Powdery Mildew in a San Diego Garden
Guest Blog by Susan Martin
Written August 14th 2020
I’m sitting on my front porch writing about the powdery mildew that is overtaking my backyard vegetable garden. It’s expected in the usual susceptible plants grown in my coastal summer garden—tomatoes and the squash, but the powdery mildew is early this year. I’ve groused in other blog posts about May Gray and June Gloom that lingered into July and now August. Usually, by the Fourth of July, most of the fog and overcast departs.
The powdery mildew is not only early, but it’s affecting other plants that don’t usually have the problem. The bell peppers have a light case. This past spring my beet greens and carrot tops developed powdery mildew but the crops recovered with new growth. Predictably, my winter sweet peas and snow peas ended their season with powdery mildew. As I sit in the shade of the ‘Purple Robe’ locust, I see the dropped leaves also have the coastal scourge.

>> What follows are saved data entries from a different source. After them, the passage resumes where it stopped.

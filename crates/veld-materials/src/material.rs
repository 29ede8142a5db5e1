//! Material parameters and their packed GPU representation.

use bytemuck::{Pod, Zeroable};
use serde::{Deserialize, Serialize};

use crate::kind::MaterialKind;

/// CPU-side material description attached to a scene object.
#[derive(Clone, Debug, PartialEq, Serialize, Deserialize)]
pub struct MaterialParams {
    /// Shading model.
    pub kind: MaterialKind,
    /// Surface color in linear RGBA.
    pub color: [f32; 4],
    /// Render both faces of each triangle.
    pub double_sided: bool,
    /// UV tiling factor applied in both axes when a texture is bound.
    pub uv_repeat: f32,
}

impl Default for MaterialParams {
    fn default() -> Self {
        Self {
            kind: MaterialKind::Basic,
            color: [1.0, 1.0, 1.0, 1.0],
            double_sided: false,
            uv_repeat: 1.0,
        }
    }
}

impl MaterialParams {
    /// A material of the given kind with the given color.
    pub fn new(kind: MaterialKind, color: [f32; 4]) -> Self {
        Self {
            kind,
            color,
            ..Self::default()
        }
    }

    /// Pack the material and its resolved shading profile for GPU upload.
    pub fn to_uniform(&self) -> MaterialUniform {
        let profile = self.kind.profile();
        MaterialUniform {
            color: self.color,
            params: [
                if profile.lit { 1.0 } else { 0.0 },
                profile.specular_strength,
                profile.shininess,
                self.uv_repeat,
            ],
        }
    }
}

/// GPU-friendly packed material data, 32 bytes, std140-compatible.
///
/// `params` carries `(lit, specular_strength, shininess, uv_repeat)`.
#[repr(C)]
#[derive(Clone, Copy, Debug, Pod, Zeroable)]
pub struct MaterialUniform {
    /// Surface color in linear RGBA.
    pub color: [f32; 4],
    /// Resolved shading parameters.
    pub params: [f32; 4],
}

#[cfg(test)]
mod tests {
    use super::*;

    #[test]
    fn test_material_uniform_size_and_alignment() {
        assert_eq!(std::mem::size_of::<MaterialUniform>(), 32);
        assert!(std::mem::align_of::<MaterialUniform>() >= 4);
    }

    #[test]
    fn test_uniform_carries_profile() {
        let mat = MaterialParams::new(MaterialKind::Phong, [1.0, 0.5, 0.0, 1.0]);
        let uniform = mat.to_uniform();
        assert_eq!(uniform.color, [1.0, 0.5, 0.0, 1.0]);
        assert_eq!(uniform.params[0], 1.0); // lit
        assert_eq!(uniform.params[1], 1.0); // specular strength
        assert_eq!(uniform.params[2], 30.0); // shininess
        assert_eq!(uniform.params[3], 1.0); // uv repeat
    }

    #[test]
    fn test_basic_uniform_is_unlit() {
        let uniform = MaterialParams::new(MaterialKind::Basic, [1.0; 4]).to_uniform();
        assert_eq!(uniform.params[0], 0.0);
    }

    #[test]
    fn test_uv_repeat_forwarded() {
        let mat = MaterialParams {
            uv_repeat: 80.0,
            ..MaterialParams::new(MaterialKind::Standard, [0.27, 0.27, 0.27, 1.0])
        };
        let uniform = mat.to_uniform();
        assert_eq!(uniform.params[3], 80.0);
    }

    #[test]
    fn test_default_material_is_white_basic() {
        let mat = MaterialParams::default();
        assert_eq!(mat.kind, MaterialKind::Basic);
        assert_eq!(mat.color, [1.0, 1.0, 1.0, 1.0]);
        assert!(!mat.double_sided);
    }
}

Eventually, my cucumbers give up and rather suddenly say the season is over with powdery mildew dealing the final blow. But this year the lower two-thirds of the plants are heavily mildewed while healthy vines climb the trellis with new fruit set.

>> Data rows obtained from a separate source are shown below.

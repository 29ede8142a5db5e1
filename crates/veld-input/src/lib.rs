//! Input state tracking for the Veld viewer.

pub mod mouse;

pub use mouse::MouseState;
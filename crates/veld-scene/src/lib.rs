//! Scene content for the Veld viewer: procedural geometry, fog, and the
//! deterministic demo scene population.

pub mod content;
pub mod fog;
pub mod geometry;

pub use content::{GROUND_TEXTURE_KEY, SceneContent, SceneObject, SceneParams, Transform};
pub use fog::FogSettings;
pub use geometry::{MeshData, plane, uv_sphere};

If this were mid-September, I’d say we’ve had a good run, remove most of the summer veggies and make preparations to plant the cool season garden in late September and October. But I’ve not given up on tomatoes, peppers, cucumbers, zucchini and the other squash; and it’s too early to plant the fall crops.
As with Growing Tomatoes in the Fog Belt, I’m finding other ways to live with the climatic conditions and the powdery mildew that it brings. My friend, Brijette at San Diego Seed Company reminds me that in urban gardens we work with the constraints of our garden conditions and adapt.

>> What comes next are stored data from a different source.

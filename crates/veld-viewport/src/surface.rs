//! The seam between the viewport and the rasterizer.

use veld_render::Camera;
use veld_scene::SceneContent;

/// The rendering surface a viewport draws into.
///
/// The viewport treats the rasterizer as opaque: draw the scene from a
/// camera, track an output size. The production implementation wraps the
/// wgpu scene renderer; tests substitute a recording fake.
pub trait RenderSurface {
    /// Error produced by a failed draw. Frame errors are logged and the
    /// frame is skipped; they do not tear the session down.
    type Error: std::fmt::Display;

    /// Draw the scene from the camera into the surface.
    fn render(&mut self, scene: &SceneContent, camera: &Camera) -> Result<(), Self::Error>;

    /// Apply a new output size in physical pixels.
    fn set_size(&mut self, width: u32, height: u32);

    /// Current output size in physical pixels.
    fn size(&self) -> (u32, u32);
}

My go-to source when I have garden problems is UC IPM (University of California Integrated Pest Management Program). Here’s their opener for powdery mildew:
White powdery growth on leaves and shoots can be a sign of powdery mildew. This disease affects many plants, and one of several fungi can cause it. Manage powdery mildew by growing resistant plant varieties and altering the growing environment. In some situations, fungicide treatments might be required for susceptible plant species.
The UC IPM Powdery Mildew Quick Tips makes these suggestions for management of the disease.
ALTER THE GROWING ENVIRONMENT TO MAKE PLANTS LESS SUSCEPTIBLE
Grow plants in sunny locations.
Provide good air circulation by pruning excess foliage.
Fertilize properly because too much nitrogen causes lush foliage and shade, providing conditions for fungal growth.
CONSIDER NON-CHEMICAL METHODS
Wash spores off infected plants with overhead sprinkling. To prevent other disease problems, do this midmorning so moisture dries rapidly.
Prune out small infestations and remove infected buds during the dormant season. Quickly remove infected materials so you don’t spread spores.
For suggestions to control severe powdery mildew using commercial oils or plant oils such as neem oil, sulfur, or biological fungicides, see the recommendations at the UC IPM link Powdery Mildew on Vegetables.
Another resource on Powdery Mildew is How to Treat Powdery Mildew on Plants which includes some additional explanations about conditions that promote the growth of powdery mildew. The site offers other suggestions for treatment such as baking soda combined with liquid soap and water. Some garden writers use a milk spray. Barbara Pleasant in a recent Facebook post had this to say:
“A mixture of one part milk (any kind) to five parts water sabotages the onset of powdery mildew, a common fungal disease that weakens plants by stopping up their stomata. Nothing will cure cucurbit powdery mildew once it gets going, but milk sprays and trimming off old leaves will keep it at bay until the plants make a good crop.”
Here’s what I do to manage powdery mildew in my vegetable garden. To sum it up in a sentence, I trim affected leaves frequently and after a major clean-up add some worm compost (or regular compost) around the plant and douse the soil with liquid fish-seaweed emulsion fertilizer. To this regimen, I’ve recently added an early-morning spray of the foliage of affected plants to wash off the spores. The cleansing was dramatic for my zinnias.
My zucchini, squash, and cucumbers respond well with new healthy growth to support continued fruit production. Tomatoes are a lost cause now, though I trim the dying leaves every few days hoping that enough foliage remains to ripen the fruit. The pepper crop is bountiful but the plants are not beautiful. I occasionally remove diseased leaves but I won’t have peppers at Thanksgiving as usual.